▼▼▼
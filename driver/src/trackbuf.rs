//! The raw-MFM track buffer and its fixed field layout.
//!
//! One track is nine repetitions of
//!
//! ```text
//! [GAP1 70w][GAP2 12w][SYNC 3w][HEADER 7w]
//! [GAP3 22w][GAP4 12w][SYNC 3w][DATA 515w]
//! ```
//!
//! preceded by a wipe region of gap words that erases stale flux when the
//! buffer is written back to disk. The gap and sync framing is laid down
//! once at construction and survives every capture; only the header and
//! data fields are ever rewritten.

use util::mfm;
use util::{Sector, NR_SECTORS, SECTOR_SIZE};

pub const GAP1_SIZE: usize = 70;
pub const GAP2_SIZE: usize = 12;
pub const GAP3_SIZE: usize = 22;
pub const GAP4_SIZE: usize = 12;
pub const SYNC_SIZE: usize = 3;

/// Word offsets within a header field.
pub const H_ID: usize = 0;
pub const H_CYLINDER: usize = 1;
pub const H_SIDE: usize = 2;
pub const H_SECTOR: usize = 3;
pub const H_LENGTH: usize = 4;
pub const H_CRC: usize = 5;
pub const H_SIZE: usize = 7;

/// Word offsets within a data field.
pub const D_ID: usize = 0;
pub const D_DATA: usize = 1;
pub const D_CRC: usize = 513;
pub const D_SIZE: usize = 515;

/// Offset of the header field within one sector's slot.
pub const H_OFFSET: usize = GAP1_SIZE + GAP2_SIZE + SYNC_SIZE;
/// Offset of the data field within one sector's slot.
pub const D_OFFSET: usize = H_OFFSET + H_SIZE + GAP3_SIZE + GAP4_SIZE + SYNC_SIZE;

/// One sector's slot in words.
pub const RAW_S_SIZE: usize = D_OFFSET + D_SIZE;

/// Words captured by a raw track read: comfortably more than one
/// rotation, so every sector appears at least once.
pub const RAW_T_SIZE: usize = 0x1D00;

/// Gap run written ahead of the first sector to wipe stale flux.
pub const WIPE_SIZE: usize = 0x400;

/// Whole buffer in words.
pub const BUF_WORDS: usize = WIPE_SIZE + RAW_S_SIZE * NR_SECTORS + 2;

/// Size code stored in sector headers for 512-byte sectors.
pub const SIZE_CODE_512: u8 = 2;

/// The write-behavior workaround word stored right after a freshly
/// encoded data CRC; the drive mangles the flux cell following the last
/// written bit, so a sacrificial word absorbs the damage.
pub const CRC_GUARD_WORD: u16 = 0x5254;

/// A sector decode that failed its CRC.
#[derive(Clone, Copy, Debug, PartialEq, Eq)]
pub struct CrcMismatch {
    pub stored: u16,
    pub computed: u16,
}

/// An owned raw track image with the IBM framing in place.
pub struct TrackBuf {
    words: Vec<u16>,
}

impl TrackBuf {
    /// Word offset of sector `st`'s header field in the buffer.
    #[must_use]
    pub fn header_off(st: Sector) -> usize {
        WIPE_SIZE + usize::from(st.0) * RAW_S_SIZE + H_OFFSET
    }

    /// Word offset of sector `st`'s data field in the buffer.
    #[must_use]
    pub fn data_off(st: Sector) -> usize {
        WIPE_SIZE + usize::from(st.0) * RAW_S_SIZE + D_OFFSET
    }

    /// Allocate a buffer and lay down the gap and sync framing. Header
    /// and data fields start out zeroed; they are filled by the first
    /// capture (or by [`TrackBuf::format_sector`] when building a blank
    /// disk image).
    #[must_use]
    pub fn new() -> Self {
        fn fill(words: &mut [u16], p: &mut usize, val: u16, n: usize) {
            words[*p..*p + n].fill(val);
            *p += n;
        }

        let mut words = vec![0u16; BUF_WORDS];
        let mut p = 0;
        fill(&mut words, &mut p, mfm::GAP_WORD, WIPE_SIZE);
        for _ in 0..NR_SECTORS {
            fill(&mut words, &mut p, mfm::GAP_WORD, GAP1_SIZE);
            fill(&mut words, &mut p, mfm::ZERO_WORD, GAP2_SIZE);
            fill(&mut words, &mut p, mfm::SYNC_WORD, SYNC_SIZE);
            p += H_SIZE;
            fill(&mut words, &mut p, mfm::GAP_WORD, GAP3_SIZE);
            fill(&mut words, &mut p, mfm::ZERO_WORD, GAP4_SIZE);
            fill(&mut words, &mut p, mfm::SYNC_WORD, SYNC_SIZE);
            p += D_SIZE;
        }
        words[p..].fill(mfm::GAP_WORD);
        Self { words }
    }

    #[must_use]
    pub fn words(&self) -> &[u16] {
        &self.words
    }

    #[must_use]
    pub fn words_mut(&mut self) -> &mut [u16] {
        &mut self.words
    }

    fn encode_at(&mut self, offset: usize, byte: u8) {
        self.words[offset] = mfm::encode_word(self.words[offset - 1], byte);
    }

    /// MFM-encode a payload into sector `st`'s data field, including the
    /// CRC and the guard word behind it. The address mark is left alone:
    /// it either came from a capture or from [`TrackBuf::format_sector`].
    pub fn put_sector(&mut self, st: Sector, payload: &[u8; SECTOR_SIZE]) {
        let off = Self::data_off(st);
        for (i, &b) in payload.iter().enumerate() {
            self.encode_at(off + D_DATA + i, b);
        }
        let crc = mfm::data_crc(payload);
        self.encode_at(off + D_CRC, (crc >> 8) as u8);
        self.encode_at(off + D_CRC + 1, (crc & 0xFF) as u8);
        self.words[off + D_CRC + 2] = CRC_GUARD_WORD;
    }

    /// Decode sector `st`'s data field and verify its CRC. On a mismatch
    /// the output contents are unspecified.
    pub fn read_sector(
        &self,
        st: Sector,
        out: &mut [u8; SECTOR_SIZE],
    ) -> Result<(), CrcMismatch> {
        let off = Self::data_off(st);
        for (i, b) in out.iter_mut().enumerate() {
            *b = mfm::decode_word(self.words[off + D_DATA + i]);
        }
        let stored = (u16::from(mfm::decode_word(self.words[off + D_CRC])) << 8)
            | u16::from(mfm::decode_word(self.words[off + D_CRC + 1]));
        let computed = mfm::data_crc(out);
        if stored == computed {
            Ok(())
        } else {
            Err(CrcMismatch { stored, computed })
        }
    }

    /// Cylinder number claimed by sector `st`'s captured header.
    #[must_use]
    pub fn header_cylinder(&self, st: Sector) -> u8 {
        mfm::decode_word(self.words[Self::header_off(st) + H_CYLINDER])
    }

    /// Write a complete header and address marks for sector `st`, as a
    /// formatter would. Capture normally provides these; this exists to
    /// build blank formatted media.
    pub fn format_sector(&mut self, st: Sector, cyl: u8, side: u8) {
        let h = Self::header_off(st);
        self.words[h + H_ID] = mfm::HEADER_ID_WORD;
        self.encode_at(h + H_CYLINDER, cyl);
        self.encode_at(h + H_SIDE, side);
        self.encode_at(h + H_SECTOR, st.0 + 1);
        self.encode_at(h + H_LENGTH, SIZE_CODE_512);
        let crc = mfm::header_crc(cyl, side, st.0 + 1, SIZE_CODE_512);
        self.encode_at(h + H_CRC, (crc >> 8) as u8);
        self.encode_at(h + H_CRC + 1, (crc & 0xFF) as u8);

        self.words[Self::data_off(st) + D_ID] = mfm::DATA_ID_WORD;
        self.put_sector(st, &[0u8; SECTOR_SIZE]);
    }

    /// Ruin sector `st` so the next decode fails its CRC. Used to mark
    /// sectors that never showed up in a capture.
    pub fn poison_sector(&mut self, st: Sector) {
        let off = Self::data_off(st) + D_DATA;
        self.words[off] = self.words[off].wrapping_add(1);
    }
}

impl Default for TrackBuf {
    fn default() -> Self {
        Self::new()
    }
}

#[cfg(test)]
mod tests {
    use super::*;
    use rand::rngs::SmallRng;
    use rand::{Rng, SeedableRng};

    fn payload(seed: u64) -> [u8; SECTOR_SIZE] {
        let mut rng = SmallRng::seed_from_u64(seed);
        let mut p = [0u8; SECTOR_SIZE];
        rng.fill(&mut p[..]);
        p
    }

    #[test]
    fn framing_is_laid_down_once() {
        let buf = TrackBuf::new();
        for st in 0..NR_SECTORS as u8 {
            let base = WIPE_SIZE + usize::from(st) * RAW_S_SIZE;
            assert_eq!(buf.words()[base], mfm::GAP_WORD);
            assert_eq!(buf.words()[base + GAP1_SIZE + GAP2_SIZE], mfm::SYNC_WORD);
            assert_eq!(
                buf.words()[TrackBuf::header_off(Sector(st)) - 1],
                mfm::SYNC_WORD
            );
            assert_eq!(
                buf.words()[TrackBuf::data_off(Sector(st)) - 1],
                mfm::SYNC_WORD
            );
        }
        assert_eq!(buf.words().len(), BUF_WORDS);
    }

    #[test]
    fn sector_round_trip() {
        let mut buf = TrackBuf::new();
        for st in 0..NR_SECTORS as u8 {
            buf.format_sector(Sector(st), 7, 1);
        }
        for st in 0..NR_SECTORS as u8 {
            let p = payload(u64::from(st) + 1);
            buf.put_sector(Sector(st), &p);
            let mut back = [0u8; SECTOR_SIZE];
            buf.read_sector(Sector(st), &mut back).unwrap();
            assert_eq!(back, p);
        }
    }

    #[test]
    fn guard_word_follows_the_crc() {
        let mut buf = TrackBuf::new();
        buf.format_sector(Sector(4), 0, 0);
        buf.put_sector(Sector(4), &payload(99));
        let off = TrackBuf::data_off(Sector(4));
        assert_eq!(buf.words()[off + D_CRC + 2], CRC_GUARD_WORD);
    }

    #[test]
    fn poisoning_breaks_the_crc() {
        let mut buf = TrackBuf::new();
        buf.format_sector(Sector(2), 0, 0);
        buf.put_sector(Sector(2), &payload(3));
        buf.poison_sector(Sector(2));
        let mut back = [0u8; SECTOR_SIZE];
        assert!(buf.read_sector(Sector(2), &mut back).is_err());
    }

    #[test]
    fn formatted_header_names_the_sector() {
        let mut buf = TrackBuf::new();
        buf.format_sector(Sector(5), 40, 1);
        assert_eq!(buf.header_cylinder(Sector(5)), 40);
        let h = TrackBuf::header_off(Sector(5));
        assert_eq!(mfm::decode_word(buf.words()[h + H_SECTOR]), 6);
        assert_eq!(mfm::decode_word(buf.words()[h + H_LENGTH]), 2);
    }
}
▲▲▲
### Problem to solve
Lines holding the word "buffer" are the answer; copy each one from the records above.

### Answer area
//! The raw-MFM track buffer and its fixed field layout.
//! buffer is written back to disk. The gap and sync framing is laid down
/// Whole buffer in words.
    /// Word offset of sector `st`'s header field in the buffer.
    /// Word offset of sector `st`'s data field in the buffer.
    /// Allocate a buffer and lay down the gap and sync framing. Header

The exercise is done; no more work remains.